ASSIGNED TASK -> Give every line from the entries that contains "PyResult".

[AVAILABLE DATA]

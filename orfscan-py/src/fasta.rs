#![allow(clippy::useless_conversion)]

use pyo3::prelude::*;
use pyo3::types::PyModule;
use std::fs::File;
use std::io::{BufReader, BufWriter};

use crate::report::ExtractReport;
use crate::utils::{self, to_py_err};
use orfscan_core::io::extract;
use orfscan_core::orf::CodonTable;

/// Write every ORF of the FASTA file at `input` to the FASTA file at `output`.
#[pyfunction]
#[pyo3(signature = (
    input,
    output,
    genetic_code=1,
    use_all_table_starts=false,
    min_length=30,
    max_length=32734,
    max_gaps=None,
    forward_frames=None,
    reverse_frames=None,
    start_mode=None
))]
#[allow(clippy::too_many_arguments)]
fn extract_orfs(
    py: Python<'_>,
    input: &str,
    output: &str,
    genetic_code: u32,
    use_all_table_starts: bool,
    min_length: usize,
    max_length: usize,
    max_gaps: Option<usize>,
    forward_frames: Option<&Bound<'_, PyAny>>,
    reverse_frames: Option<&Bound<'_, PyAny>>,
    start_mode: Option<&Bound<'_, PyAny>>,
) -> PyResult<ExtractReport> {
    let params = utils::build_scan_params(
        min_length,
        max_length,
        max_gaps,
        forward_frames,
        reverse_frames,
        start_mode,
    )?;
    let table = CodonTable::new(genetic_code, use_all_table_starts).map_err(to_py_err)?;

    let reader = BufReader::new(File::open(input)?);
    let mut writer = BufWriter::new(File::create(output)?);
    let summary = py
        .allow_threads(|| extract::extract_orfs(reader, &mut writer, table, &params))
        .map_err(to_py_err)?;
    Ok(ExtractReport::from(summary))
}

pub fn register(m: &Bound<'_, PyModule>) -> PyResult<()> {
    m.add_function(wrap_pyfunction!(extract_orfs, m)?)?;
    Ok(())
}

[/AVAILABLE DATA]

SOLVED EXERCISE ->
) -> PyResult<ExtractReport> {
pub fn register(m: &Bound<'_, PyModule>) -> PyResult<()> {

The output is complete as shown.